SFC is a majority-personalized version of Condorcet's Criterion (CC). CC 
makes a guarantee to the entire electorate, that if they vote sincerely the 
CW will win. But maybe we can't guarantee that everyone will vote sincerely.

So SFC makes a guarantee to a majority who prefer the CW to some candidate 
Y, stipulating that they, but not necessarily anyone else, vote sincerely. A 
particular prefernce-group can more reasonably assume that they vote 
sincerely, as opposed to assuming that everyone, including the voters they 
disagree with most, will vote sincerely. SFC is majority-personallized CC. 
That's why I prefer SFC to CC, and considcr SFC more "useful" than CC. 
Because maybe not everyone will vote sincerely.

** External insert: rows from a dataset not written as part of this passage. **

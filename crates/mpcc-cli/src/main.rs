//! `mpcc`: the command-line front end, grounded on `compile_script.py`'s
//! contract (positional source file, optional output path, IR written one
//! instruction per line) and `lmlang-cli`'s `#[derive(Parser)]` shape.

use std::path::PathBuf;
use std::process;
use std::{fs, io};

use clap::Parser;

use mpcc_codegen::{CodegenError, CompileReport};

/// Compiler for the secret-aware expression language.
#[derive(Parser)]
#[command(name = "mpcc", about = "Compiler for the secret-aware expression language")]
struct Cli {
    /// Source file to compile.
    input: PathBuf,

    /// Output path for the emitted IR.
    #[arg(short, long, default_value = "output.txt")]
    output: PathBuf,

    /// Dump a JSON compile report (warnings + IR) to stdout instead of
    /// writing the IR file.
    #[arg(long)]
    json: bool,

    /// Print a snapshot of `main` after every rewrite pass.
    #[arg(long)]
    trace: bool,
}

fn main() {
    let cli = Cli::parse();
    process::exit(run(cli));
}

/// Exit codes: `0` success, `1` any reported compile error, `2` an I/O
/// error opening the source file or writing the output.
fn run(cli: Cli) -> i32 {
    let source = match fs::read_to_string(&cli.input) {
        Ok(source) => source,
        Err(e) => return io_error(&cli.input, e),
    };

    let program = match mpcc_syntax::parse(&source) {
        Ok(program) => program,
        Err(e) => {
            println!("{e}");
            return 1;
        }
    };

    let report = if cli.trace {
        match mpcc_codegen::compile_with_trace(program) {
            Ok((report, trace)) => {
                for step in &trace {
                    println!("-- after {} --\n{}", step.pass, step.program);
                }
                report
            }
            Err(e) => return report_error(&e),
        }
    } else {
        match mpcc_codegen::compile(program) {
            Ok(report) => report,
            Err(e) => return report_error(&e),
        }
    };

    write_report(&report, &cli)
}

fn report_error(err: &CodegenError) -> i32 {
    match err {
        CodegenError::Invalid { diagnostics } => {
            for diagnostic in diagnostics {
                println!("{diagnostic}");
            }
        }
        other => println!("{other}"),
    }
    1
}

fn write_report(report: &CompileReport, cli: &Cli) -> i32 {
    for warning in &report.warnings {
        println!("{warning}");
    }

    if cli.json {
        match serde_json::to_string_pretty(report) {
            Ok(json) => {
                println!("{json}");
                0
            }
            Err(e) => {
                println!("ERROR: failed to serialize compile report: {e}");
                2
            }
        }
    } else {
        let mut text = report.ir.join("\n");
        if !text.is_empty() {
            text.push('\n');
        }
        match fs::write(&cli.output, text) {
            Ok(()) => 0,
            Err(e) => io_error(&cli.output, e),
        }
    }
}

fn io_error(path: &PathBuf, err: io::Error) -> i32 {
    println!("ERROR: I/O error on '{}': {err}", path.display());
    2
}
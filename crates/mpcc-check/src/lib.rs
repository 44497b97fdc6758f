//! Static validation: call-graph/recursion checking, the five semantic
//! checks of §4.2, and the bivalent type checker of §4.3.

mod callgraph;
mod diagnostic;
mod error;
mod semantic;
mod typecheck;

pub use callgraph::{check_recursion, CallGraph};
pub use diagnostic::Diagnostic;
pub use error::CheckError;
pub use semantic::{check_bad_func_calls, check_illegal_io, check_io_names, check_main, check_undeclared_var};
pub use typecheck::type_check_bool_num;
//! A small hand-rolled lexer, grounded on `Lexer.py`'s token set.

use std::iter::Peekable;
use std::str::Chars;

use crate::error::SyntaxError;

#[derive(Debug, Clone, PartialEq)]
pub enum Token {
    Number(i64),
    Ident(String),

    If,
    Else,
    Leak,
    Main,
    True,
    False,
    Bool,
    Num,

    Plus,
    Minus,
    Times,
    Divide,
    And,
    Or,
    Not,
    Assign,
    InputArrow,
    OutputArrow,
    Equals,
    Neq,
    Lt,
    Gt,
    Lte,
    Gte,

    LParen,
    RParen,
    LBrace,
    RBrace,
    Colon,
    Semicolon,
    Comma,

    Eof,
}

/// A token paired with the 1-based source line it started on.
#[derive(Debug, Clone, PartialEq)]
pub struct Spanned {
    pub token: Token,
    pub line: u32,
}

fn keyword(ident: &str) -> Option<Token> {
    Some(match ident {
        "if" => Token::If,
        "else" => Token::Else,
        "leak" => Token::Leak,
        "main" => Token::Main,
        "true" => Token::True,
        "false" => Token::False,
        "bool" => Token::Bool,
        "num" => Token::Num,
        _ => return None,
    })
}

/// Tokenizes the whole input up front, returning an error at the first
/// illegal character (lexing is not report-all; it matches §7's
/// first-error-per-pass discipline).
pub fn tokenize(source: &str) -> Result<Vec<Spanned>, SyntaxError> {
    let mut lexer = Lexer::new(source);
    let mut tokens = Vec::new();
    loop {
        let spanned = lexer.next_token()?;
        let is_eof = spanned.token == Token::Eof;
        tokens.push(spanned);
        if is_eof {
            return Ok(tokens);
        }
    }
}

struct Lexer<'a> {
    chars: Peekable<Chars<'a>>,
    line: u32,
}

impl<'a> Lexer<'a> {
    fn new(source: &'a str) -> Self {
        Lexer {
            chars: source.chars().peekable(),
            line: 1,
        }
    }

    fn bump(&mut self) -> Option<char> {
        let c = self.chars.next();
        if c == Some('\n') {
            self.line += 1;
        }
        c
    }

    fn peek(&mut self) -> Option<char> {
        self.chars.peek().copied()
    }

    fn eat_if(&mut self, want: char) -> bool {
        if self.peek() == Some(want) {
            self.bump();
            true
        } else {
            false
        }
    }

    fn next_token(&mut self) -> Result<Spanned, SyntaxError> {
        loop {
            match self.peek() {
                Some(c) if c == ' ' || c == '\t' || c == '\n' || c == '\r' => {
                    self.bump();
                }
                _ => break,
            }
        }

        let line = self.line;
        let c = match self.bump() {
            Some(c) => c,
            None => return Ok(Spanned { token: Token::Eof, line }),
        };

        let token = match c {
            '+' => Token::Plus,
            '-' => Token::Minus,
            '*' => Token::Times,
            '/' => Token::Divide,
            '(' => Token::LParen,
            ')' => Token::RParen,
            '{' => Token::LBrace,
            '}' => Token::RBrace,
            ':' => Token::Colon,
            ';' => Token::Semicolon,
            ',' => Token::Comma,
            '&' if self.eat_if('&') => Token::And,
            '|' if self.eat_if('|') => Token::Or,
            '!' if self.eat_if('=') => Token::Neq,
            '!' => Token::Not,
            '=' if self.eat_if('=') => Token::Equals,
            '=' => Token::Assign,
            '<' if self.eat_if('<') => Token::InputArrow,
            '<' if self.eat_if('=') => Token::Lte,
            '<' => Token::Lt,
            '>' if self.eat_if('>') => Token::OutputArrow,
            '>' if self.eat_if('=') => Token::Gte,
            '>' => Token::Gt,
            c if c.is_ascii_digit() => {
                let mut value = String::new();
                value.push(c);
                while let Some(d) = self.peek() {
                    if d.is_ascii_digit() {
                        value.push(d);
                        self.bump();
                    } else {
                        break;
                    }
                }
                Token::Number(value.parse().expect("digit-only lexeme parses as i64"))
            }
            c if c.is_ascii_alphabetic() => {
                let mut ident = String::new();
                ident.push(c);
                while let Some(d) = self.peek() {
                    if d.is_ascii_alphanumeric() || d == '_' {
                        ident.push(d);
                        self.bump();
                    } else {
                        break;
                    }
                }
                keyword(&ident).unwrap_or(Token::Ident(ident))
            }
            other => return Err(SyntaxError::IllegalChar { line, ch: other }),
        };

        Ok(Spanned { token, line })
    }
}
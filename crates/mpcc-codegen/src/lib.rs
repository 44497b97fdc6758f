//! §4.4 through §4.11 of the compiler pipeline: every AST rewrite between
//! validation and IR emission, plus the top-level `compile` entry point
//! that sequences this crate's passes with `mpcc-check`'s validation.

mod constprop;
mod error;
mod inline;
mod lowering;
mod pipeline;
mod rewrites;
mod tmps;
mod warning;
mod xor;

pub use error::CodegenError;
pub use pipeline::{compile, compile_with_trace, CompileReport, TraceStep};
pub use rewrites::RedefRenamer;
pub use warning::Warning;

pub use inline::smart_inline_program;
pub use lowering::IfLowering;
pub use rewrites::{remove_uminus, rewrite_eq};
pub use tmps::TmpInserter;

pub use constprop::ConstProp;
pub use xor::{emit, specialize};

There are several voter-set-sizes to which a criterion can make its 
guarantee. Obviously the best is for a criterion to make a guarantee 
individually to each and every voter. For instance, FBC guarantees, to each 
voter individually, that s/he has no reason to vote someone over his/her 
favorite.

But I wanted to guarantee more, and the additional guarantees that I wanted 
to make can't be made to each individual. But they could be made to a 
majority. Hence the majority defensive strategy criteria, of which SFC is 
one.

Condorcet's Criterion is an example of a criterion makes its guarantee to 
the largest voter-set, the entire electorate, while stipulating sincere 
voting by all.

The more people whose sincerity has to be stipulated, the less useful the 
criterion is, obviously.

FBC is essential for public election methods. But in organizations and 
committees of honest people who aren't too antagonistic to eachother, where 
there's no really scary "greater-evil", FBC isn't so necessary. The wv 
methods can fail FBC, but not easily. Without a scary greater-evil, we 
needn't worry about wv's FBC failure so much. Under those conditions, wv's 
SFC compliance becomes very valuable. To a lesser, but still meaningful, 
extent, its CC compliance becomes useful too. That's why I've been 
recommending BeatpathWinner/CSSD to organizations and committees for a long 
time.

Of course if an organization wants to use, for its own elections or choices, 
a more publicly winnable method, in order to demonstrate the method or help 
set a use-precedent for it ,then RV would be the best choice.